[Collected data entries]
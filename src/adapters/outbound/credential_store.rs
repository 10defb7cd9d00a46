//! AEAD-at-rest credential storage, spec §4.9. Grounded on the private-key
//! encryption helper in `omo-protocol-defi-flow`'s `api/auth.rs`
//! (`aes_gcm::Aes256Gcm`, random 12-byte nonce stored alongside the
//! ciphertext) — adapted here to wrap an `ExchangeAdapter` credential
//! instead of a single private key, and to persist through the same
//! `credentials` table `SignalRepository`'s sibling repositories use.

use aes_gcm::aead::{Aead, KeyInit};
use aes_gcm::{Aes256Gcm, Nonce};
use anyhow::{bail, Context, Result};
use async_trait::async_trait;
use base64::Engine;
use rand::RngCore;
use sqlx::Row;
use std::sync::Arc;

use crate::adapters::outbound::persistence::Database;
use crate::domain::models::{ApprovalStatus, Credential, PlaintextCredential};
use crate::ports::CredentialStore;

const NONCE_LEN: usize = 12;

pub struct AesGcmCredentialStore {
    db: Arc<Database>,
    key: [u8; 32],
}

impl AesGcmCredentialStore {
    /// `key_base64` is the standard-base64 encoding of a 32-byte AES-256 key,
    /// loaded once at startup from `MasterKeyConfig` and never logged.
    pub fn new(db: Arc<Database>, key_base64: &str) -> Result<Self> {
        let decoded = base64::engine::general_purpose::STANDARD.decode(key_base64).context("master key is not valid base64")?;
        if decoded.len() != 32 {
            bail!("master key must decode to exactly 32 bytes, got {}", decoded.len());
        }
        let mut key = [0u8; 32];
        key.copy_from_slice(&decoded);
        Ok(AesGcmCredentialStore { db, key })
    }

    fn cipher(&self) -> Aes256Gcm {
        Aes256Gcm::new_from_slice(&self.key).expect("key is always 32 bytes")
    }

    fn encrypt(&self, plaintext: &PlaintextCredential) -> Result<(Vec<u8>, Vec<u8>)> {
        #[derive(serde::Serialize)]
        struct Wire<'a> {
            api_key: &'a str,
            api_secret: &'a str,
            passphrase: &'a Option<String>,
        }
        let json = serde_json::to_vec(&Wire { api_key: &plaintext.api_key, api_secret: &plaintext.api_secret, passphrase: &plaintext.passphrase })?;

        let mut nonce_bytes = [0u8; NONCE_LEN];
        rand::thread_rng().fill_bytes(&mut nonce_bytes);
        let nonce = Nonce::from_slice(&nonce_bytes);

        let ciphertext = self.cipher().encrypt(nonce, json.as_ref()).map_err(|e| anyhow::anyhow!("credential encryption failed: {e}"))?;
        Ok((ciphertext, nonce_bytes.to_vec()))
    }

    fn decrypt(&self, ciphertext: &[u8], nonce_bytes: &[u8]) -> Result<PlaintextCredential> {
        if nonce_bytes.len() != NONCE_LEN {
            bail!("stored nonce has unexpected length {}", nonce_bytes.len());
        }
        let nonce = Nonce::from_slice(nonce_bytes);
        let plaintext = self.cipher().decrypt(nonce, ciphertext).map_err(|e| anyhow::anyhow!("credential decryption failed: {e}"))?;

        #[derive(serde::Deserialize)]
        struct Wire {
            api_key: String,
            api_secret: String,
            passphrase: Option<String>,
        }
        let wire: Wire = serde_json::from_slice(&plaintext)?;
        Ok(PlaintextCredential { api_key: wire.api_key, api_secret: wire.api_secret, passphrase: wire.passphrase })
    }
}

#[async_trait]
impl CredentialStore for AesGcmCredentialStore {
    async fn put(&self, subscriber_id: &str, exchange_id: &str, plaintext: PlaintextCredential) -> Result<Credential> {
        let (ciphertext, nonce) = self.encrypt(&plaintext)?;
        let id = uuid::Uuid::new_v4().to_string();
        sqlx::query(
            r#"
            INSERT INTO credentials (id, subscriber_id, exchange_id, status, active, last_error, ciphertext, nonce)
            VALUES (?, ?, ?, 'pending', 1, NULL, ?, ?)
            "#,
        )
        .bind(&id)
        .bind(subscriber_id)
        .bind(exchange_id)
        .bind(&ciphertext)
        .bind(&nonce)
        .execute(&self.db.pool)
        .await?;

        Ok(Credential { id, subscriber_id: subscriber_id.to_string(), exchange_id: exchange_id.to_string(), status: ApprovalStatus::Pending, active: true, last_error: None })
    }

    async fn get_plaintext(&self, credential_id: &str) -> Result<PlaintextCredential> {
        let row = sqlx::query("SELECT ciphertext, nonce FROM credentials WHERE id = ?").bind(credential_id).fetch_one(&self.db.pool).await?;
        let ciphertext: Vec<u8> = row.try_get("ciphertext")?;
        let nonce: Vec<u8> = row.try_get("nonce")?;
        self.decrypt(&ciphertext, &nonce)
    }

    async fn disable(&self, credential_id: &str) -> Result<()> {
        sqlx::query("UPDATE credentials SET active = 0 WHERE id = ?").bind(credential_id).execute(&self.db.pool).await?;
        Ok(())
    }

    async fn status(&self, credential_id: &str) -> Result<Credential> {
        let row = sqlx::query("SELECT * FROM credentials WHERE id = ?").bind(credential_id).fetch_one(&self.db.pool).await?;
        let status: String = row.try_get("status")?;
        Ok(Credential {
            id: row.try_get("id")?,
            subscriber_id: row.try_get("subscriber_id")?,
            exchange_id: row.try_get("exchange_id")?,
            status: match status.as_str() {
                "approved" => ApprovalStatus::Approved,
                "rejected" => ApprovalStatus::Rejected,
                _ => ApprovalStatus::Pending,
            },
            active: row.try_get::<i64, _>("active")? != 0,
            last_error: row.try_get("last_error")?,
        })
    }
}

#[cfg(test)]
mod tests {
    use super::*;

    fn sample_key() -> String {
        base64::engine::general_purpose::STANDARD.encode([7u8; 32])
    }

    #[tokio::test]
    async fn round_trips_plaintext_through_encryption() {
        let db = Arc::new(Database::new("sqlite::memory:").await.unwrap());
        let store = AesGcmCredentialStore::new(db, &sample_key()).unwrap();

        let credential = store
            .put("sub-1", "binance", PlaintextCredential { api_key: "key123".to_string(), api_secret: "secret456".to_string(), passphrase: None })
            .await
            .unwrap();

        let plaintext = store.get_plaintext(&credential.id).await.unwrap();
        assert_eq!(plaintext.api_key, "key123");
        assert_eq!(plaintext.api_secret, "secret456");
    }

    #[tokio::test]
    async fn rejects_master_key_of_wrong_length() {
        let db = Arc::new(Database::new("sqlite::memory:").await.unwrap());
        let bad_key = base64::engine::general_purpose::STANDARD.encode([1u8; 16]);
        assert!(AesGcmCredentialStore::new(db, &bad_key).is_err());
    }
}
--
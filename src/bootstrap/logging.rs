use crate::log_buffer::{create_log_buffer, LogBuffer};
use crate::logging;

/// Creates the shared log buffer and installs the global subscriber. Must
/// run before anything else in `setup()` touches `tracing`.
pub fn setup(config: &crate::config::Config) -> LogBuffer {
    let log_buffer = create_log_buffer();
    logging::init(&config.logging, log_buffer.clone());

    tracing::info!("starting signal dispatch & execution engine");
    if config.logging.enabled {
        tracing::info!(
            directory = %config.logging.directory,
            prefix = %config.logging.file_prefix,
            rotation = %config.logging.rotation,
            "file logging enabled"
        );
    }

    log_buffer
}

#### WHAT THE EXERCISE ASKS
Output the lines of the records above exactly as they appear, from the line containing "filename src/adapters/outbound/credential_store.rs" through the line containing "stored alongside the".

#### TASK RESULT
filename src/adapters/outbound/credential_store.rs
repository 10defb7cd9d00a46
//! AEAD-at-rest credential storage, spec §4.9. Grounded on the private-key
//! encryption helper in `omo-protocol-defi-flow`'s `api/auth.rs`
//! (`aes_gcm::Aes256Gcm`, random 12-byte nonce stored alongside the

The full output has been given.